[[ THE DATA, beginning ]]
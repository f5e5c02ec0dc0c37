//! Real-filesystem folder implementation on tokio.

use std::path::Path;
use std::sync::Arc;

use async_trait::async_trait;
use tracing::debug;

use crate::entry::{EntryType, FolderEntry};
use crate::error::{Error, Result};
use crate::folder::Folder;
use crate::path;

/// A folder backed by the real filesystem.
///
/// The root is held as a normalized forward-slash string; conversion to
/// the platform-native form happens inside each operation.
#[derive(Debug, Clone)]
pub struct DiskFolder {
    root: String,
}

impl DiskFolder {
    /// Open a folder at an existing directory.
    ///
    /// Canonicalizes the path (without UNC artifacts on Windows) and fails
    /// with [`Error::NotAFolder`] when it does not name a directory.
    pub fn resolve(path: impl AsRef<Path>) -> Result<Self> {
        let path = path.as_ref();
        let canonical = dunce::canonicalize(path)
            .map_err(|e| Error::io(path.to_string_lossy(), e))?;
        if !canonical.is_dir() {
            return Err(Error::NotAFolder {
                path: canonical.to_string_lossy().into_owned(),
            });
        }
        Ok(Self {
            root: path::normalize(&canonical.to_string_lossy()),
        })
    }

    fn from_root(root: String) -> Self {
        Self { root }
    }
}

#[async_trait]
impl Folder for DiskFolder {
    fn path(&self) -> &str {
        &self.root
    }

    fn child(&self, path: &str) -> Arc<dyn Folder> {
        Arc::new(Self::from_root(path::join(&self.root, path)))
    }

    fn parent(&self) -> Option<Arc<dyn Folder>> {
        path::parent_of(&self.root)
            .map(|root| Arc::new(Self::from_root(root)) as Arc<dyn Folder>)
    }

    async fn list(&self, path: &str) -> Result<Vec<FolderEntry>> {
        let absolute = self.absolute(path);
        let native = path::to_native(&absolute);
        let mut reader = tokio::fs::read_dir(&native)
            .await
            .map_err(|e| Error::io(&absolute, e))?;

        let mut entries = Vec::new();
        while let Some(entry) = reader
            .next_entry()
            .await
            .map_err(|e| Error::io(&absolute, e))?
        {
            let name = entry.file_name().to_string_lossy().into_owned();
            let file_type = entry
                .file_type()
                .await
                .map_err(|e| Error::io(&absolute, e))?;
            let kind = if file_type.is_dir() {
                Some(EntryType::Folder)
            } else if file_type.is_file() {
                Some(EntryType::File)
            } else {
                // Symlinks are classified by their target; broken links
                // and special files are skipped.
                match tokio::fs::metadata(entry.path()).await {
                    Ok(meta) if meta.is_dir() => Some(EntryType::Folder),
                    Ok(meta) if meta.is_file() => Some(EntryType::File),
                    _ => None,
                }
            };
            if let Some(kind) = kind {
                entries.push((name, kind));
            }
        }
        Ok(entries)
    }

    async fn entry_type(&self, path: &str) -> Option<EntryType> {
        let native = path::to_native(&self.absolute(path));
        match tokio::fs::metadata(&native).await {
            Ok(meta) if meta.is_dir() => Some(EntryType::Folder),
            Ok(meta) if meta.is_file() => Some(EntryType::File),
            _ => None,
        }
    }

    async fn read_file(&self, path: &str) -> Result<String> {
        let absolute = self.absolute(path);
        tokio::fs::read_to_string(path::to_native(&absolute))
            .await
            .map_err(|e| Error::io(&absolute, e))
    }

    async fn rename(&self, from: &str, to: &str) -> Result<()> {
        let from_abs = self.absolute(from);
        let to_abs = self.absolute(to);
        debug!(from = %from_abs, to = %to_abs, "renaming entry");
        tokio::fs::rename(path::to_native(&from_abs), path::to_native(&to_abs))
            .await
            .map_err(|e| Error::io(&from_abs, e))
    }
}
[[ THE DATA, end ]]
[[ THE DATA, beginning ]]
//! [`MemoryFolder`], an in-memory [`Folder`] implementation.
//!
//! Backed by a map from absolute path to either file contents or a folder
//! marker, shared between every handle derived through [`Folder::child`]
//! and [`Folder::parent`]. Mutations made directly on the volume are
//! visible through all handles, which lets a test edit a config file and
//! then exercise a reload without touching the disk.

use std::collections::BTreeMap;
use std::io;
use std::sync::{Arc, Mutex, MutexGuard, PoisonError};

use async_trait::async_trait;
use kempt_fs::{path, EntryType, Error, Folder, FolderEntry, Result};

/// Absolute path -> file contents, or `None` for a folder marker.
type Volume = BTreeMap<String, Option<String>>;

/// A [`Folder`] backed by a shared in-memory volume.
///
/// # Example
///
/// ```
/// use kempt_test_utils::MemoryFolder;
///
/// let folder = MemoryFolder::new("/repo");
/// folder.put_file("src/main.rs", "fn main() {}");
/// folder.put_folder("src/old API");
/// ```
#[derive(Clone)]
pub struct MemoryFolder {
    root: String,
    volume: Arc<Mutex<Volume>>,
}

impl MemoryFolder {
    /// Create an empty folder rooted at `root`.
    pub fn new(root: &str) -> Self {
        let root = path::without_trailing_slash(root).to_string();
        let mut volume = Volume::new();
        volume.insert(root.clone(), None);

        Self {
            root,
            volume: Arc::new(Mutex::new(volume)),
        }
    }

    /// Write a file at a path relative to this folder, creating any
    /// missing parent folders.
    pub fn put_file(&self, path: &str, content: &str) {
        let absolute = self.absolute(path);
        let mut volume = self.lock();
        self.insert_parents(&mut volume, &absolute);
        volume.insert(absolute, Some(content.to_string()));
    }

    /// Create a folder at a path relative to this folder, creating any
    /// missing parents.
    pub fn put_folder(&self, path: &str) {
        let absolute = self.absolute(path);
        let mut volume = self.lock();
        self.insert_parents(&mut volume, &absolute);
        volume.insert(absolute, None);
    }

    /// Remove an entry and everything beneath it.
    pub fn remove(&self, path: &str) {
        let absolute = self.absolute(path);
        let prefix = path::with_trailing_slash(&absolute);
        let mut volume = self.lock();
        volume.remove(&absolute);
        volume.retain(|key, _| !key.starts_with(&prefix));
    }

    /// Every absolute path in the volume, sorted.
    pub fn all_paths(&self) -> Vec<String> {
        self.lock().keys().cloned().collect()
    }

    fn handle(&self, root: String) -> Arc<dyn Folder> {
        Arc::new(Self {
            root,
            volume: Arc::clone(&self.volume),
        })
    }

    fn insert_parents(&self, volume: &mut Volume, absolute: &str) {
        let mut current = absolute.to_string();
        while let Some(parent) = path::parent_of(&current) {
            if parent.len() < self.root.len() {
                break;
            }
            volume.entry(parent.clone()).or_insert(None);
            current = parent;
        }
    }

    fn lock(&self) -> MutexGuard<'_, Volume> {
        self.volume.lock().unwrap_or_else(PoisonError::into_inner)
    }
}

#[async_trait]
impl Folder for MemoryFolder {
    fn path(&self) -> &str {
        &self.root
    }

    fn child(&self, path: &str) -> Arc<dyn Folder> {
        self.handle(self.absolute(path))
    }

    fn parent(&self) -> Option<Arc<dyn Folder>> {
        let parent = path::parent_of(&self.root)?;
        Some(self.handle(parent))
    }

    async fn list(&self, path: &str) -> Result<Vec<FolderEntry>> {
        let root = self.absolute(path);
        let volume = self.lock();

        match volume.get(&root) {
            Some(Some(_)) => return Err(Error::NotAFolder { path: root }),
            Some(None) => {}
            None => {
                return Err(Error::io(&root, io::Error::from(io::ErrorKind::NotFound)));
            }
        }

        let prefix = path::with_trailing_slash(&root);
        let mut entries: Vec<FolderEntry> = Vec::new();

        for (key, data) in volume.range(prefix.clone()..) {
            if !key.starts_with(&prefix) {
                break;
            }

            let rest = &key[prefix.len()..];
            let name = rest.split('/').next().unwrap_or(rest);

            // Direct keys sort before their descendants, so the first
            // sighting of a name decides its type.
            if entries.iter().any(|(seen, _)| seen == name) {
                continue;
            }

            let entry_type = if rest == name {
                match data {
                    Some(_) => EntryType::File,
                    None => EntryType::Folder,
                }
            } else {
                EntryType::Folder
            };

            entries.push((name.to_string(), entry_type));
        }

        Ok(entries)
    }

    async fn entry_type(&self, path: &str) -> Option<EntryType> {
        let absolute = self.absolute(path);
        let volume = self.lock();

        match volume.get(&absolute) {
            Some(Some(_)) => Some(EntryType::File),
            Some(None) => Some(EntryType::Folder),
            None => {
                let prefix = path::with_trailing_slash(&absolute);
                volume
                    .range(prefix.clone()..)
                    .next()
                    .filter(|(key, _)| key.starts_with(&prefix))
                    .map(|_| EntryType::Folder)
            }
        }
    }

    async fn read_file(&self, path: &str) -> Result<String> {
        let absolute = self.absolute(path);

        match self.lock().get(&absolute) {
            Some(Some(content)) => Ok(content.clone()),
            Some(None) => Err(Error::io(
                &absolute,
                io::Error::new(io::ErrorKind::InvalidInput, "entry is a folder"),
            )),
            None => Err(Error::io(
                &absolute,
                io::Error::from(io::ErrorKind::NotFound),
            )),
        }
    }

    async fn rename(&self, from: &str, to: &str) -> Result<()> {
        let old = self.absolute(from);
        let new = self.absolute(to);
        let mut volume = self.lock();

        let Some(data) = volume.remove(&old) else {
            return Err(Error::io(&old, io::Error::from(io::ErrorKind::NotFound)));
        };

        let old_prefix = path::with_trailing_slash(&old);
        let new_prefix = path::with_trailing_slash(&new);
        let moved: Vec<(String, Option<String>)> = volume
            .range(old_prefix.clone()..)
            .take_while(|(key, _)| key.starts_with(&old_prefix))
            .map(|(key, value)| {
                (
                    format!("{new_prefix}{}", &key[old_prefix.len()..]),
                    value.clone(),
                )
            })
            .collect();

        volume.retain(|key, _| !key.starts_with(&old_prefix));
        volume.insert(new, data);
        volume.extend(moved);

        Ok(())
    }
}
[[ THE DATA, end ]]
EXERCISE DETAILS: In the lines above, spot each one that contains the word "range" and copy it.

TASK OUTPUT:
        for (key, data) in volume.range(prefix.clone()..) {
                    .range(prefix.clone()..)
            .range(old_prefix.clone()..)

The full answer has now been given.